Rest home ~ Registered nurse ~ Manager ~ Implementation of care plan ~ Documentation ~ Informed consent ~ Diabetes ~ Restraint ~ Patient non-compliance ~ Rights 4(1), 4(2), 6(1), 7(1)

A 70-year-old woman was admitted to a residential care unit (RCU) at a rest home after fracturing her hip. She was an insulin-dependent diabetic with a complex medical history and was under the care of a number of external clinicians through the regional diabetes service. Her daughter held an enduring power of attorney (EPOA) as to the woman's care and welfare, which had not been activated.

There were numerous issues with the implementation of aspects of the woman's care plan by RCU staff, including in relation to her diabetes management, wound care, falls and mobility assistance, and infection control. The woman's care was also complicated by her non-compliance with some aspects of her care plan. The daughter was concerned that "specialist recommendations" were not being fully implemented into her mother's care.

The woman had fifteen falls during her residency in the RCU including one which resulted in a further hip fracture, following which she was transferred to a public hospital. While the woman remained in hospital, the RCU manager met with the woman's daughter, who signed a restraint plan as her attorney under the EPOA. The restraint plan was not signed by the woman. A short-term care plan was also documented.  

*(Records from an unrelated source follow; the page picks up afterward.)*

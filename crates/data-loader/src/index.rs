//! Dataset building and indexing logic.
//!
//! Turns parsed `ItemRecord`s into the column-oriented `Dataset`:
//! - validates that indices cover `0..N` exactly once
//! - infers each column's type from its first present value
//! - builds numeric, categorical and tag columns (in parallel)
//! - builds the tag secondary index

use crate::error::{DataLoadError, Result};
use crate::generation::next_generation;
use crate::parser;
use crate::types::*;
use rayon::prelude::*;
use std::collections::{BTreeMap, HashMap};
use std::path::Path;
use tracing::{debug, info, warn};

#[derive(Debug, Clone, Copy, PartialEq, Eq)]
enum ColumnKind {
    Numeric,
    Categorical,
}

impl Dataset {
    /// Load and index an item file.
    pub fn load_from_file(path: &Path) -> Result<Self> {
        info!("Loading item dataset from {:?}", path);
        let records = parser::parse_items(path)?;
        let dataset = Self::from_records(records)?;
        info!(
            items = dataset.len(),
            valid = dataset.valid_count(),
            unresolved = dataset.unresolved().len(),
            generation = dataset.generation(),
            "Dataset indexed"
        );
        Ok(dataset)
    }

    /// Build a dataset from records in any order.
    ///
    /// Steps:
    /// 1. Sort by index and check contiguity
    /// 2. Infer column kinds
    /// 3. Build columns in parallel
    /// 4. Intern tags and build the tag index
    pub fn from_records(mut records: Vec<ItemRecord>) -> Result<Self> {
        records.par_sort_unstable_by_key(|r| r.id);
        validate_indices(&records)?;

        let len = records.len();
        let excluded: Vec<bool> = records.iter().map(|r| !r.valid).collect();

        let kinds = infer_column_kinds(&records);
        debug!("Inferred {} attribute columns", kinds.len());

        // Each column is independent, so build them in parallel
        let built: Vec<(String, BuiltColumn)> = kinds
            .par_iter()
            .map(|(name, kind)| (name.clone(), build_column(&records, name, *kind)))
            .collect();

        let mut numeric = HashMap::new();
        let mut categorical = HashMap::new();
        let mut unresolved = Vec::new();
        for (name, column) in built {
            match column {
                BuiltColumn::Numeric(values, mut issues) => {
                    unresolved.append(&mut issues);
                    numeric.insert(name, values);
                }
                BuiltColumn::Categorical(column, mut issues) => {
                    unresolved.append(&mut issues);
                    categorical.insert(name, column);
                }
            }
        }
        unresolved.sort_by(|a, b| a.item.cmp(&b.item).then_with(|| a.key.cmp(&b.key)));
        if !unresolved.is_empty() {
            warn!(
                "{} attribute values could not be resolved and are treated as missing",
                unresolved.len()
            );
        }

        let (tag_ids, item_tags, tag_index) = build_tags(&records);

        Ok(Self {
            generation: next_generation(),
            len,
            excluded,
            numeric,
            categorical,
            tag_ids,
            item_tags,
            tag_index,
            unresolved,
        })
    }
}

/// Indices must be exactly `0..N` after sorting
fn validate_indices(records: &[ItemRecord]) -> Result<()> {
    for (expected, record) in records.iter().enumerate() {
        let expected = expected as ItemId;
        if record.id == expected {
            continue;
        }
        if expected > 0 && record.id == expected - 1 {
            return Err(DataLoadError::DuplicateItem { id: record.id });
        }
        return Err(DataLoadError::IndexGap {
            expected,
            found: record.id,
        });
    }
    Ok(())
}

/// A column is numeric when its first present value is a number.
fn infer_column_kinds(records: &[ItemRecord]) -> BTreeMap<String, ColumnKind> {
    let mut kinds = BTreeMap::new();
    for record in records {
        for (key, value) in &record.attributes {
            if kinds.contains_key(key) {
                continue;
            }
            match value {
                Some(AttributeValue::Number(_)) => {
                    kinds.insert(key.clone(), ColumnKind::Numeric);
                }
                Some(AttributeValue::Text(_)) => {
                    kinds.insert(key.clone(), ColumnKind::Categorical);
                }
                None => {}
            }
        }
    }
    kinds
}

enum BuiltColumn {
    Numeric(Vec<Option<f32>>, Vec<UnresolvedAttribute>),
    Categorical(CategoricalColumn, Vec<UnresolvedAttribute>),
}

fn build_column(records: &[ItemRecord], name: &str, kind: ColumnKind) -> BuiltColumn {
    let mut issues = Vec::new();
    match kind {
        ColumnKind::Numeric => {
            let values = records
                .iter()
                .map(|record| match record.attributes.get(name) {
                    Some(Some(AttributeValue::Number(n))) => Some(*n),
                    Some(Some(AttributeValue::Text(text))) => {
                        issues.push(UnresolvedAttribute {
                            item: record.id,
                            key: name.to_string(),
                            reason: format!("expected a number, found '{}'", text),
                        });
                        None
                    }
                    _ => None,
                })
                .collect();
            BuiltColumn::Numeric(values, issues)
        }
        ColumnKind::Categorical => {
            let mut column = CategoricalColumn::default();
            let mut lookup: HashMap<String, u32> = HashMap::new();
            for record in records {
                let code = match record.attributes.get(name) {
                    Some(Some(AttributeValue::Text(text))) => {
                        Some(intern(&mut lookup, &mut column.values, text))
                    }
                    Some(Some(AttributeValue::Number(n))) => {
                        // Numbers in a text column are kept as their literal text
                        Some(intern(&mut lookup, &mut column.values, &n.to_string()))
                    }
                    _ => None,
                };
                column.codes.push(code);
            }
            BuiltColumn::Categorical(column, issues)
        }
    }
}

fn intern(lookup: &mut HashMap<String, u32>, values: &mut Vec<String>, value: &str) -> u32 {
    if let Some(&code) = lookup.get(value) {
        return code;
    }
    let code = values.len() as u32;
    values.push(value.to_string());
    lookup.insert(value.to_string(), code);
    code
}

type TagTables = (HashMap<String, u32>, Vec<Vec<u32>>, HashMap<u32, Vec<ItemId>>);

fn build_tags(records: &[ItemRecord]) -> TagTables {
    let mut tag_ids: HashMap<String, u32> = HashMap::new();
    let mut names = Vec::new();
    let mut tag_index: HashMap<u32, Vec<ItemId>> = HashMap::new();

    let item_tags = records
        .iter()
        .map(|record| {
            let mut ids: Vec<u32> = record
                .tags
                .iter()
                .map(|tag| intern(&mut tag_ids, &mut names, tag))
                .collect();
            ids.sort_unstable();
            ids.dedup();
            for &id in &ids {
                tag_index.entry(id).or_insert_with(Vec::new).push(record.id);
            }
            ids
        })
        .collect();

    (tag_ids, item_tags, tag_index)
}

#[cfg(test)]
mod tests {
    use super::*;
    use crate::source::DataSource;

    fn sample_records() -> Vec<ItemRecord> {
        vec![
            ItemRecord::new(2).with_number("temp", 5.0).with_tag("river"),
            ItemRecord::new(0)
                .with_number("temp", 20.0)
                .with_text("biome", "Forest")
                .with_tag("river")
                .with_tag("road"),
            ItemRecord::new(1)
                .with_text("temp", "hot")
                .with_text("biome", "Desert")
                .excluded(),
        ]
    }

    #[test]
    fn test_from_records_builds_columns() {
        let dataset = Dataset::from_records(sample_records()).unwrap();

        assert_eq!(dataset.len(), 3);
        assert_eq!(dataset.valid_count(), 2);
        assert!(dataset.is_excluded(1));
        assert!(!dataset.is_excluded(0));

        assert_eq!(dataset.numeric("temp", 0), Some(20.0));
        assert_eq!(dataset.numeric("temp", 2), Some(5.0));
        assert_eq!(dataset.category("biome", 1), Some("Desert"));
        assert_eq!(dataset.category("biome", 2), None);

        assert!(dataset.has_tag("river", 0));
        assert!(dataset.has_tag("road", 0));
        assert!(!dataset.has_tag("road", 2));
        assert_eq!(dataset.items_with_tag("river"), &[0, 2]);
        assert!(dataset.items_with_tag("unknown").is_empty());
    }

    #[test]
    fn test_mismatched_values_are_reported_unresolved() {
        let dataset = Dataset::from_records(sample_records()).unwrap();

        // Item 1 has text in the numeric "temp" column
        assert_eq!(dataset.numeric("temp", 1), None);
        assert_eq!(dataset.unresolved().len(), 1);
        assert_eq!(dataset.unresolved()[0].item, 1);
        assert_eq!(dataset.unresolved()[0].key, "temp");
    }

    #[test]
    fn test_out_of_range_lookups_fail_closed() {
        let dataset = Dataset::from_records(sample_records()).unwrap();
        assert!(dataset.is_excluded(99));
        assert_eq!(dataset.numeric("temp", 99), None);
        assert!(!dataset.has_tag("river", 99));
        assert_eq!(dataset.numeric("missing_column", 0), None);
    }

    #[test]
    fn test_non_contiguous_indices_rejected() {
        let records = vec![ItemRecord::new(0), ItemRecord::new(2)];
        let err = Dataset::from_records(records).unwrap_err();
        assert!(matches!(
            err,
            DataLoadError::IndexGap { expected: 1, found: 2 }
        ));
    }

    #[test]
    fn test_duplicate_indices_rejected() {
        let records = vec![ItemRecord::new(0), ItemRecord::new(1), ItemRecord::new(1)];
        let err = Dataset::from_records(records).unwrap_err();
        assert!(matches!(err, DataLoadError::DuplicateItem { id: 1 }));
    }

    #[test]
    fn test_each_build_gets_new_generation() {
        let first = Dataset::from_records(sample_records()).unwrap();
        let second = Dataset::from_records(sample_records()).unwrap();
        assert!(second.generation() > first.generation());
        assert_eq!(DataSource::generation(&second), second.generation());
    }

    #[test]
    fn test_load_missing_file() {
        let err = Dataset::load_from_file(Path::new("does/not/exist.dat")).unwrap_err();
        assert!(matches!(err, DataLoadError::MissingFile { .. }));
    }
}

After the woman returned to the RCU, there were further issues with the implementation of her care plan. Her daughter attended various meetings with RCU staff and made numerous written complaints. The woman was then transferred to another rest home, where she continued to reside as at the time of this investigation.

It was held that the RCU manager breached Right 4(1) in that she overlooked and failed to follow up on aspects of the woman's care plan. It was also held that the RCU manager breached Rights 6(1) and 7(1) with regard to aspects of the woman's treatment and restraint plan.

It was held that the rest home breached Right 4(1) in that various staff members failed to implement aspects of the woman's care plan appropriately, and Right 4(2), in that its documentation was suboptimal.